Last week the Food and Drug Administration approved an important new drug for use in the U.S. You may be wondering, "just what is this RU486?"

 

RU486 is an anti-progesterone drug, in the same way that tamoxifen is an anti-estrogen substance. Both work by attaching to the cells' receptors for the specific hormone and thus interfering with that hormone's action. Many people know someone who has used tamoxifen after surgery for breast cancer of the type that is stimulated by estrogen.

 

Progesterone is a female sex hormone that is produced by the empty ovarian follicle after ovulation in the second half of the normal menstrual cycle. As its name implies, it is "pro"-gestational, that is it stimulates the growth of the uterine lining for the attachment of the ovum.
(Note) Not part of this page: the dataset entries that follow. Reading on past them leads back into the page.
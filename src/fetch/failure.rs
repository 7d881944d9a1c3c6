use std::fmt;
use std::time::Duration;

use serde::{Deserialize, Serialize};
use thiserror::Error;

use crate::external_deps::provider::ProviderError;
use crate::security::DestinationRejection;

/// Classified fetch failure.
#[derive(Debug, Error, Clone, PartialEq)]
pub enum FetchFailure {
    #[error("destination not allowed: {0}")]
    InvalidDestination(DestinationRejection),
    #[error("anti-bot challenge detected: {0}")]
    ChallengeDetected(String),
    #[error("request blocked: {0}")]
    Blocked(String),
    #[error("timed out after {0:?}")]
    TimedOut(Duration),
    #[error("transport error: {0}")]
    TransportError(String),
    #[error("gave up after {attempts} attempts: {last}")]
    ExhaustedRetries {
        attempts: u32,
        last: Box<FetchFailure>,
    },
    #[error("cancelled")]
    Cancelled,
}

impl FetchFailure {
    pub fn kind(&self) -> FailureKind {
        match self {
            FetchFailure::InvalidDestination(_) => FailureKind::InvalidDestination,
            FetchFailure::ChallengeDetected(_) => FailureKind::ChallengeDetected,
            FetchFailure::Blocked(_) => FailureKind::Blocked,
            FetchFailure::TimedOut(_) => FailureKind::TimedOut,
            FetchFailure::TransportError(_) => FailureKind::TransportError,
            FetchFailure::ExhaustedRetries { .. } => FailureKind::ExhaustedRetries,
            FetchFailure::Cancelled => FailureKind::Cancelled,
        }
    }

    /// Innermost classification, looking through `ExhaustedRetries`.
    pub fn root(&self) -> &FetchFailure {
        match self {
            FetchFailure::ExhaustedRetries { last, .. } => last.root(),
            other => other,
        }
    }
}

impl From<ProviderError> for FetchFailure {
    fn from(err: ProviderError) -> Self {
        match err {
            ProviderError::Timeout(after) => FetchFailure::TimedOut(after),
            ProviderError::Blocked(reason) => FetchFailure::Blocked(reason),
            ProviderError::Challenge(reason) => FetchFailure::ChallengeDetected(reason),
            ProviderError::Destination(rejection) => FetchFailure::InvalidDestination(rejection),
            ProviderError::Transport(reason) => FetchFailure::TransportError(reason),
            ProviderError::Configuration(reason) => {
                FetchFailure::TransportError(format!("provider configuration: {reason}"))
            }
        }
    }
}

impl From<DestinationRejection> for FetchFailure {
    fn from(rejection: DestinationRejection) -> Self {
        FetchFailure::InvalidDestination(rejection)
    }
}

/// Serialisable tag for [`FetchFailure`], plus `InvalidInput` for calls the
/// facade refuses before fetching.
#[derive(Debug, Clone, Copy, PartialEq, Eq, Hash, Serialize, Deserialize)]
#[serde(rename_all = "snake_case")]
pub enum FailureKind {
    InvalidInput,
    InvalidDestination,
    ChallengeDetected,
    Blocked,
    TimedOut,
    TransportError,
    ExhaustedRetries,
    Cancelled,
}

impl FailureKind {
    pub fn as_str(self) -> &'static str {
        match self {
            FailureKind::InvalidInput => "invalid_input",
            FailureKind::InvalidDestination => "invalid_destination",
            FailureKind::ChallengeDetected => "challenge_detected",
            FailureKind::Blocked => "blocked",
            FailureKind::TimedOut => "timed_out",
            FailureKind::TransportError => "transport_error",
            FailureKind::ExhaustedRetries => "exhausted_retries",
            FailureKind::Cancelled => "cancelled",
        }
    }
}

impl fmt::Display for FailureKind {
    fn fmt(&self, f: &mut fmt::Formatter<'_>) -> fmt::Result {
        f.write_str(self.as_str())
    }
}
//! Outbound destination policy.

pub mod destination;
pub mod resolver;

pub use destination::{
    blocked_range, BlockedRange, DestinationRejection, DestinationValidator,
    DEFAULT_INTERNAL_SUFFIXES,
};
pub use resolver::{GuardedDnsResolver, HostResolver, StaticResolver, SystemResolver};
//! Fetch orchestration: failures, requests, retries and batches.

pub mod batch;
pub mod failure;
pub mod orchestrator;
pub mod request;
pub mod retry;

pub use batch::{BatchCoordinator, BatchError, BatchResult, DEFAULT_MAX_BATCH_SIZE};
pub use failure::{FailureKind, FetchFailure};
pub use orchestrator::RetryOrchestrator;
pub use request::{FetchRequest, FetchResult};
pub use retry::RetryPolicy;
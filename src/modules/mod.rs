//! Cross-cutting services module
//!
//! Session caching, proxy rotation and event dispatch shared by the fetch
//! layer.

pub mod events;
pub mod proxy;
pub mod sessions;

// Re-export commonly used types
pub use events::{
    AttemptEvent, AttemptFailedEvent, EventDispatcher, EventHandler, FetchEvent, LoggingHandler,
    RejectedEvent, RetryEvent, SessionAction, SessionEvent, SuccessEvent,
};
pub use proxy::{ProxyHealth, ProxyHealthReport, ProxyRotation, ProxyStats};
pub use sessions::{SessionInfo, SessionLease, SessionStore};
//! Retry orchestration.
//!
//! One call to [`RetryOrchestrator::fetch`] validates the destination, runs up
//! to `budget` provider attempts with backoff and proxy rotation, re-checks
//! where redirects ended up, and projects the page through any selectors.

use std::sync::Arc;

use chrono::Utc;
use tokio::time::Instant;
use tokio_util::sync::CancellationToken;
use url::Url;

use super::failure::{FailureKind, FetchFailure};
use super::request::{FetchRequest, FetchResult};
use crate::challenges::detectors::{PageClass, PageClassifier};
use crate::config::FetchProfile;
use crate::external_deps::provider::{FetchProvider, PageHandle};
use crate::extract;
use crate::modules::events::{
    AttemptEvent, AttemptFailedEvent, EventDispatcher, FetchEvent, RejectedEvent, RetryEvent,
    SuccessEvent,
};
use crate::modules::proxy::{ProxyHealth, ProxyRotation};
use crate::modules::sessions::SessionStore;
use crate::security::{DestinationRejection, DestinationValidator};

/// Drives a [`FetchProvider`] through validation, retries and extraction.
pub struct RetryOrchestrator<P: FetchProvider> {
    provider: Arc<P>,
    sessions: Arc<SessionStore<P>>,
    validator: DestinationValidator,
    classifier: PageClassifier,
    events: EventDispatcher,
    proxy_health: Arc<ProxyHealth>,
}

impl<P: FetchProvider> RetryOrchestrator<P> {
    pub fn new(provider: Arc<P>) -> Self {
        let sessions = Arc::new(SessionStore::new(provider.clone()));
        Self {
            provider,
            sessions,
            validator: DestinationValidator::new(),
            classifier: PageClassifier::new(),
            events: EventDispatcher::new(),
            proxy_health: Arc::new(ProxyHealth::new()),
        }
    }

    /// Share a session store, e.g. one wired to the same event handlers.
    pub fn with_sessions(mut self, sessions: Arc<SessionStore<P>>) -> Self {
        self.sessions = sessions;
        self
    }

    pub fn with_validator(mut self, validator: DestinationValidator) -> Self {
        self.validator = validator;
        self
    }

    pub fn with_events(mut self, events: EventDispatcher) -> Self {
        self.events = events;
        self
    }

    pub fn provider(&self) -> &Arc<P> {
        &self.provider
    }

    pub fn sessions(&self) -> &Arc<SessionStore<P>> {
        &self.sessions
    }

    pub fn validator(&self) -> &DestinationValidator {
        &self.validator
    }

    /// Outcome counters for every proxy this orchestrator has routed through.
    pub fn proxy_health(&self) -> &Arc<ProxyHealth> {
        &self.proxy_health
    }

    pub async fn fetch(&self, req: &FetchRequest) -> Result<FetchResult<P::Page>, FetchFailure> {
        self.run(req).await
    }

    /// Like [`fetch`](Self::fetch), abandoning the work when `cancel` fires.
    ///
    /// An in-flight provider call or backoff sleep is dropped; a context being
    /// created at that moment is never stored in the session store.
    pub async fn fetch_with_cancel(
        &self,
        req: &FetchRequest,
        cancel: &CancellationToken,
    ) -> Result<FetchResult<P::Page>, FetchFailure> {
        tokio::select! {
            biased;
            _ = cancel.cancelled() => {
                log::debug!("fetch of {} cancelled", req.url());
                Err(FetchFailure::Cancelled)
            }
            result = self.run(req) => result,
        }
    }

    async fn run(&self, req: &FetchRequest) -> Result<FetchResult<P::Page>, FetchFailure> {
        let started = Instant::now();
        let url = match self.validator.validate(req.url()).await {
            Ok(url) => url,
            Err(rejection) => {
                self.emit_rejected(req.url(), &rejection);
                return Err(rejection.into());
            }
        };

        let policy = req.retry();
        let mut proxies = if req.proxies().is_empty() {
            ProxyRotation::new(req.profile().proxy())
        } else {
            ProxyRotation::new(req.proxies().iter().cloned())
        };
        if let Some(key) = req.session_key() {
            // keep an existing session on the proxy it rotated to
            if let Some(proxy) = self.sessions.proxy_for(key, req.profile()).await {
                proxies.resume_at(&proxy);
            }
        }
        let mut previous: Option<FailureKind> = None;
        let mut attempt = 0u32;

        loop {
            attempt += 1;
            let proxy = proxies.current().map(str::to_string);
            if let Some(proxy) = &proxy {
                self.proxy_health.record_use(proxy);
            }
            self.events.dispatch(FetchEvent::Attempt(AttemptEvent {
                url: url.to_string(),
                attempt,
                proxy: proxy.clone(),
                session: req.session_key().map(str::to_string),
                timestamp: Utc::now(),
            }));

            let outcome = match effective_profile(req.profile(), proxy.as_deref()) {
                Ok(profile) => self.attempt(req, &url, &profile).await,
                Err(failure) => Err(failure),
            };

            let failure = match outcome {
                Ok(page) => {
                    if let Some(proxy) = &proxy {
                        self.proxy_health.report_success(proxy);
                    }
                    return Ok(self.finish(req, &url, page, attempt, started, proxy));
                }
                Err(failure) => failure,
            };

            if let Some(proxy) = &proxy {
                self.proxy_health.report_failure(proxy);
            }
            self.events.dispatch(FetchEvent::AttemptFailed(AttemptFailedEvent {
                url: url.to_string(),
                attempt,
                kind: failure.kind(),
                reason: failure.to_string(),
                timestamp: Utc::now(),
            }));

            if !is_retryable(&failure, req.profile()) {
                return Err(failure);
            }
            if attempt >= policy.budget() {
                return Err(FetchFailure::ExhaustedRetries {
                    attempts: attempt,
                    last: Box::new(failure),
                });
            }

            let rotate = match failure {
                FetchFailure::Blocked(_) => true,
                FetchFailure::TransportError(_) => previous == Some(FailureKind::TransportError),
                _ => false,
            };
            let rotated_to = if rotate {
                proxies.rotate().map(str::to_string)
            } else {
                None
            };

            let mut wait = policy.delay_for(attempt);
            if matches!(failure, FetchFailure::ChallengeDetected(_)) {
                wait = wait.saturating_add(policy.challenge_settle());
            }
            self.events.dispatch(FetchEvent::Retry(RetryEvent {
                url: url.to_string(),
                attempt: attempt + 1,
                reason: failure.to_string(),
                scheduled_after: wait,
                rotated_to,
                timestamp: Utc::now(),
            }));

            previous = Some(failure.kind());
            tokio::time::sleep(wait).await;
        }
    }

    /// One provider round trip, classified.
    async fn attempt(
        &self,
        req: &FetchRequest,
        url: &Url,
        profile: &FetchProfile,
    ) -> Result<P::Page, FetchFailure> {
        let page = match req.session_key() {
            Some(key) => {
                let lease = self
                    .sessions
                    .lease_routed(key, req.profile(), profile, req.cookies())
                    .await?;
                self.bounded_fetch(lease.context(), url, profile).await?
            }
            None => {
                let context = self.provider.create_context(profile, req.cookies()).await?;
                let result = self.bounded_fetch(&context, url, profile).await;
                if let Err(err) = self.provider.close_context(&context).await {
                    log::warn!("failed to close transient context: {err}");
                }
                result?
            }
        };

        if page.final_url() != url {
            self.validator.validate_url(page.final_url()).await?;
        }

        if let Some(detection) = self.classifier.classify_page(&page) {
            log::debug!(
                "{} classified as {} via {:?}",
                page.final_url(),
                detection.signature,
                detection.matched_indicators
            );
            return Err(match detection.class {
                PageClass::Challenge => FetchFailure::ChallengeDetected(detection.reason()),
                PageClass::Blocked => FetchFailure::Blocked(detection.reason()),
            });
        }

        Ok(page)
    }

    async fn bounded_fetch(
        &self,
        context: &P::Context,
        url: &Url,
        profile: &FetchProfile,
    ) -> Result<P::Page, FetchFailure> {
        let limit = profile.timeout();
        match tokio::time::timeout(limit, self.provider.fetch(context, url, profile)).await {
            Ok(result) => result.map_err(FetchFailure::from),
            Err(_) => Err(FetchFailure::TimedOut(limit)),
        }
    }

    fn finish(
        &self,
        req: &FetchRequest,
        url: &Url,
        page: P::Page,
        attempts: u32,
        started: Instant,
        proxy: Option<String>,
    ) -> FetchResult<P::Page> {
        let extracted = (!req.selectors().is_empty())
            .then(|| extract::extract(&page, req.selectors().iter()));
        let elapsed = started.elapsed();

        self.events.dispatch(FetchEvent::Success(SuccessEvent {
            url: url.to_string(),
            final_url: page.final_url().to_string(),
            status: page.status_code(),
            attempts,
            latency: elapsed,
            timestamp: Utc::now(),
        }));

        FetchResult {
            status: page.status_code(),
            final_url: page.final_url().clone(),
            page,
            attempts,
            elapsed,
            extracted,
            proxy,
        }
    }

    fn emit_rejected(&self, url: &str, rejection: &DestinationRejection) {
        self.events.dispatch(FetchEvent::Rejected(RejectedEvent {
            url: url.to_string(),
            code: rejection.code(),
            reason: rejection.to_string(),
            timestamp: Utc::now(),
        }));
    }
}

/// `profile` routed through `proxy`, unchanged when it already is.
fn effective_profile(
    profile: &FetchProfile,
    proxy: Option<&str>,
) -> Result<FetchProfile, FetchFailure> {
    if proxy == profile.proxy() {
        return Ok(profile.clone());
    }
    profile
        .with_proxy(proxy.map(str::to_string))
        .map_err(|err| FetchFailure::TransportError(err.to_string()))
}

fn is_retryable(failure: &FetchFailure, profile: &FetchProfile) -> bool {
    match failure {
        FetchFailure::InvalidDestination(_) | FetchFailure::Cancelled => false,
        FetchFailure::ChallengeDetected(_) => profile.solve_challenge(),
        FetchFailure::ExhaustedRetries { .. } => false,
        FetchFailure::Blocked(_) | FetchFailure::TimedOut(_) | FetchFailure::TransportError(_) => {
            true
        }
    }
}

#[cfg(test)]
mod tests {
    use super::*;

    #[test]
    fn challenge_retry_depends_on_profile() {
        let challenge = FetchFailure::ChallengeDetected("interstitial".into());
        assert!(!is_retryable(&challenge, &FetchProfile::standard()));
        assert!(is_retryable(&challenge, &FetchProfile::maximum()));
        assert!(!is_retryable(
            &FetchFailure::InvalidDestination(DestinationRejection::Empty),
            &FetchProfile::maximum()
        ));
    }

    #[test]
    fn effective_profile_swaps_proxy_only_when_needed() {
        let base = FetchProfile::standard();
        let same = effective_profile(&base, None).unwrap();
        assert_eq!(same, base);
        let proxied = effective_profile(&base, Some("http://203.0.113.5:3128")).unwrap();
        assert_eq!(proxied.proxy(), Some("http://203.0.113.5:3128"));
        assert!(matches!(
            effective_profile(&base, Some("::nonsense")),
            Err(FetchFailure::TransportError(_))
        ));
    }
}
If the ovum is not fertilized or not attached, it is shed along with the extra uterine lining, producing a normal menstrual period. However, if implantation of the fertilized ovum does occur, the progesterone production increases and is later taken over by the placenta.

 

RU486 was developed by a French physician-biochemist, Etienne-Emile Baulieu, who had been studying steroid hormones and their receptors, particularly the progesterone receptor, seeking new approaches to fertility control. The goal was to find a compound similar enough to progesterone to bind to its receptor, but different enough that it would have anti-progesterone activity. Drug development is a team effort, and early in the process the chemists at the drug company Roussel were involved. Many years and many tests later the compound RU486 was ready for testing in animals, and finally in the l980's in humans. It proved to be remarkably effective and safe

 

The drug was first licensed in France in 1989, and since then it has provided early and safe abortions in many women. However, there are other potential uses as well. Some breast cancers that have become resistant to anti-estrogen treatment may respond with the addition of an anti-progesterone agent. Interestingly, meningioma a type of brain tumor, has progesterone receptors and may shrink with the use of this drug. Anti-progesterone compounds may also have a future as contraceptive agents with fewer side effects than the estrogen containing birth-control pills.

 

Although this non-surgical method of pregnancy termination is indeed safe and effective, it still requires medical supervision. However, resort to surgery is rarely required, so it is a boon to the less-developed countries where the alternative might be dangerous and unskilled back street abortion.

 

Whatever the final role of RU486, the recent FDA approval opens the door to productive study and research on its actions and usage.